### Description of the task:
Return, exactly as written, every line from the first line of the data below through the line that contains "init_logging(cli.verbose);".

### Provided data:
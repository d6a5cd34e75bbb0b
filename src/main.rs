// src/main.rs
// =============================================================================
// This is the entry point of our CLI application.
//
// What happens here:
// 1. Parse command-line arguments using clap (a bad URL stops us here)
// 2. Set up logging to stderr
// 3. Crawl, letting Ctrl-C stop the crawl between fetches
// 4. Print the emails found
// 5. Exit with proper code (0 = crawl finished, 2 = error)
// =============================================================================

mod cli;
mod config;
mod crawl;
mod extract;
mod fetch;
mod output;

use anyhow::{Context, Result};
use clap::Parser;
use cli::Cli;
use crawl::CrawlEngine;
use fetch::HttpFetcher;
use tokio_util::sync::CancellationToken;
use tracing::{info, warn};
use tracing_subscriber::EnvFilter;

#[tokio::main]
async fn main() {
    // clap exits with code 2 on usage errors, before anything else runs
    let cli = Cli::parse();
    init_logging(cli.verbose);

    let exit_code = match run(cli).await {
        Ok(()) => 0,
        Err(e) => {
            eprintln!("Error: {:#}", e);
            2
        }
    };

    std::process::exit(exit_code);
}

async fn run(cli: Cli) -> Result<()> {
    let config = cli.crawl_config();
    let fetcher = HttpFetcher::new(&config).context("could not build HTTP client")?;

    let cancel = CancellationToken::new();
    spawn_ctrl_c_handler(cancel.clone());

    let engine = CrawlEngine::new(fetcher, config)?.with_cancellation(cancel);
    let report = engine.crawl(&cli.url).await?;

    info!(
        "Attempted {} URL(s) over {} level(s)",
        report.attempted(),
        report.levels
    );

    println!("{}", output::render(&report, cli.json)?);
    Ok(())
}

// RUST_LOG wins when set; otherwise info, or debug with --verbose
fn init_logging(verbose: bool) {
    let default_level = if verbose { "debug" } else { "info" };
    let filter = EnvFilter::try_from_default_env()
        .unwrap_or_else(|_| EnvFilter::new(format!("email_crawler={}", default_level)));

    tracing_subscriber::fmt()
        .with_env_filter(filter)
        .with_writer(std::io::stderr)
        .with_target(false)
        .init();
}

fn spawn_ctrl_c_handler(cancel: CancellationToken) {
    tokio::spawn(async move {
        if tokio::signal::ctrl_c().await.is_ok() {
            warn!("Interrupted, finishing fetches in flight");
            cancel.cancel();
        }
    });
}
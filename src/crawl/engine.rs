// src/crawl/engine.rs
// =============================================================================
// Drives a depth-limited, breadth-first crawl and gathers email addresses.
//
// Each depth level is drained completely before the next one starts. Within
// a level, up to `concurrency` fetches run at once through
// `buffered(n)`, which hands results back in frontier order. All state
// changes happen here, in the one task that owns the CrawlState, so the
// outcome is the same as a one-at-a-time crawl.
//
// Failure policy:
// - missing scheme, invalid scheme, connection failure: skip that URL
// - anything else: stop the crawl and return the error
// =============================================================================

use super::queue::CrawlState;
use super::{CrawlError, CrawlReport};
use crate::config::{parse_start_url, CrawlConfig};
use crate::fetch::PageFetcher;
use futures::future;
use futures::stream::{self, StreamExt};
use std::pin::pin;
use tokio_util::sync::CancellationToken;
use tracing::{info, warn};

pub struct CrawlEngine<F> {
    fetcher: F,
    config: CrawlConfig,
    cancel: CancellationToken,
}

impl<F: PageFetcher> CrawlEngine<F> {
    pub fn new(fetcher: F, config: CrawlConfig) -> Result<Self, CrawlError> {
        config.validate()?;

        Ok(Self {
            fetcher,
            config,
            cancel: CancellationToken::new(),
        })
    }

    // Lets the caller stop the crawl between fetches
    //
    // Fetches already in flight still finish and count towards the result.
    pub fn with_cancellation(mut self, cancel: CancellationToken) -> Self {
        self.cancel = cancel;
        self
    }

    /// Crawls from `start_url` and returns everything found
    ///
    /// Every call starts from scratch: nothing carries over between crawls,
    /// so one engine can run several crawls, even at the same time.
    pub async fn crawl(&self, start_url: &str) -> Result<CrawlReport, CrawlError> {
        let start_url = parse_start_url(start_url)?;
        info!(
            "Starting crawl of {} (depth {}, {} in flight)",
            start_url, self.config.max_depth, self.config.concurrency
        );

        let mut state = CrawlState::new(&start_url, self.config.max_depth);

        loop {
            self.drain_level(&mut state).await?;

            if self.cancel.is_cancelled() {
                warn!("Crawl cancelled, returning partial results");
                return Ok(state.into_report(true));
            }
            if !state.advance_level() {
                break;
            }
        }

        let report = state.into_report(false);
        info!(
            "Crawl complete: {} page(s) fetched, {} skipped, {} email(s)",
            report.fetched.len(),
            report.skipped.len(),
            report.emails.len()
        );
        Ok(report)
    }

    async fn drain_level(&self, state: &mut CrawlState) -> Result<(), CrawlError> {
        let level = state.take_level();
        let fetcher = &self.fetcher;
        let cancel = &self.cancel;

        // take_while stops handing out URLs once cancelled; started fetches
        // still run to completion
        let fetches = stream::iter(level)
            .take_while(|_| future::ready(!cancel.is_cancelled()))
            .map(move |url| async move {
                info!("Crawling URL {}", url);
                let result = fetcher.fetch(&url).await;
                (url, result)
            })
            .buffered(self.config.concurrency);
        let mut fetches = pin!(fetches);

        while let Some((url, result)) = fetches.next().await {
            match result {
                Ok(body) => state.record_page(&url, &body),
                Err(e) if e.is_recoverable() => {
                    warn!("Skipping {}: {}", url, e);
                    state.record_skip(&url, &e);
                }
                Err(e) => return Err(CrawlError::Fetch(e)),
            }
        }

        Ok(())
    }
}

// -----------------------------------------------------------------------------
// BEGINNER NOTES:
//
// 1. buffered vs buffer_unordered
//    - Both run up to N futures at once
//    - buffered(N) yields results in the order the inputs went in
//    - We need that order so the next level is queued exactly as a
//      one-at-a-time crawl would queue it
//
// 2. Why pin!?
//    - StreamExt::next() needs a stream that won't move in memory
//    - The async blocks inside our stream are not Unpin, so we pin the
//      stream on the stack first
//
// 3. Why is CrawlEngine generic over F?
//    - F is whatever fetches pages: HttpFetcher in main.rs, a fake site in
//      the tests below
//    - Generics are resolved at compile time, so the real crawl pays
//      nothing for the flexibility
// -----------------------------------------------------------------------------
// src/crawl/queue.rs
// =============================================================================
// The traversal state of one crawl: which URLs wait at the current depth,
// which ones were found for the next depth, and everything seen so far.
//
// How it works:
// 1. The start URL is the whole first level
// 2. Each fetched page adds its emails to the result and its new links to
//    the next level
// 3. When a level is drained, the next level swaps in as one batch, as
//    long as depth remains
//
// One `seen` set holds every URL that was ever queued, at any level. A
// link is queued only if it was never seen, so no URL is fetched twice and
// the pending level never holds duplicates.
// =============================================================================

use super::report::{CrawlReport, SkippedUrl};
use crate::extract::{base_url, extract_anchor_hrefs, extract_emails, resolve_link};
use crate::fetch::FetchError;
use std::collections::{BTreeSet, HashSet, VecDeque};
use tracing::debug;

#[derive(Debug)]
pub(super) struct CrawlState {
    frontier: VecDeque<String>,
    next_frontier: Vec<String>,
    seen: HashSet<String>,
    emails: BTreeSet<String>,
    fetched: Vec<String>,
    skipped: Vec<SkippedUrl>,
    // Goes negative once the last allowed level is drained
    depth_left: i16,
    levels: usize,
}

impl CrawlState {
    pub(super) fn new(start_url: &str, max_depth: u8) -> Self {
        let mut seen = HashSet::new();
        seen.insert(start_url.to_string());

        Self {
            frontier: VecDeque::from([start_url.to_string()]),
            next_frontier: Vec::new(),
            seen,
            emails: BTreeSet::new(),
            fetched: Vec::new(),
            skipped: Vec::new(),
            depth_left: i16::from(max_depth),
            levels: 0,
        }
    }

    // Hands out the current level in FIFO order, leaving the frontier empty
    pub(super) fn take_level(&mut self) -> Vec<String> {
        self.levels += 1;
        self.frontier.drain(..).collect()
    }

    // Moves to the next depth level
    //
    // Returns false when depth is used up or nothing was found to crawl.
    pub(super) fn advance_level(&mut self) -> bool {
        self.depth_left -= 1;
        if self.depth_left < 0 {
            return false;
        }

        self.frontier = std::mem::take(&mut self.next_frontier).into();
        !self.frontier.is_empty()
    }

    pub(super) fn record_page(&mut self, url: &str, body: &str) {
        self.fetched.push(url.to_string());
        self.emails.extend(extract_emails(body));

        let base = base_url(url);
        for href in extract_anchor_hrefs(body) {
            let link = resolve_link(base.as_deref(), &href);
            self.queue_link(link);
        }
    }

    pub(super) fn record_skip(&mut self, url: &str, error: &FetchError) {
        self.skipped.push(SkippedUrl {
            url: url.to_string(),
            kind: error.kind().to_string(),
            reason: error.to_string(),
        });
    }

    // Queues a link for the next level unless it was seen before
    fn queue_link(&mut self, link: String) {
        if self.seen.insert(link.clone()) {
            debug!("Queued {}", link);
            self.next_frontier.push(link);
        }
    }

    pub(super) fn into_report(self, cancelled: bool) -> CrawlReport {
        CrawlReport {
            emails: self.emails,
            fetched: self.fetched,
            skipped: self.skipped,
            levels: self.levels,
            cancelled,
        }
    }
}

// -----------------------------------------------------------------------------
// BEGINNER NOTES:
//
// 1. HashSet::insert returns a bool
//    - true if the value was new, false if it was already there
//    - queue_link uses that to check and mark a link in one step
//
// 2. What does std::mem::take do?
//    - Moves the value out and leaves Default::default() behind
//    - Here it empties next_frontier while handing its contents over
//
// 3. Why BTreeSet for emails?
//    - Same set semantics as HashSet, but iterates in sorted order, so
//      the printed list is stable from run to run
// -----------------------------------------------------------------------------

### Solved problem:
repository d6a5cd34e75bbb0b
filename src/main.rs
// src/main.rs
// =============================================================================
// This is the entry point of our CLI application.
//
// What happens here:
// 1. Parse command-line arguments using clap (a bad URL stops us here)
// 2. Set up logging to stderr
// 3. Crawl, letting Ctrl-C stop the crawl between fetches
// 4. Print the emails found
// 5. Exit with proper code (0 = crawl finished, 2 = error)
// =============================================================================

mod cli;
mod config;
mod crawl;
mod extract;
mod fetch;
mod output;

use anyhow::{Context, Result};
use clap::Parser;
use cli::Cli;
use crawl::CrawlEngine;
use fetch::HttpFetcher;
use tokio_util::sync::CancellationToken;
use tracing::{info, warn};
use tracing_subscriber::EnvFilter;

#[tokio::main]
async fn main() {
    // clap exits with code 2 on usage errors, before anything else runs
    let cli = Cli::parse();
    init_logging(cli.verbose);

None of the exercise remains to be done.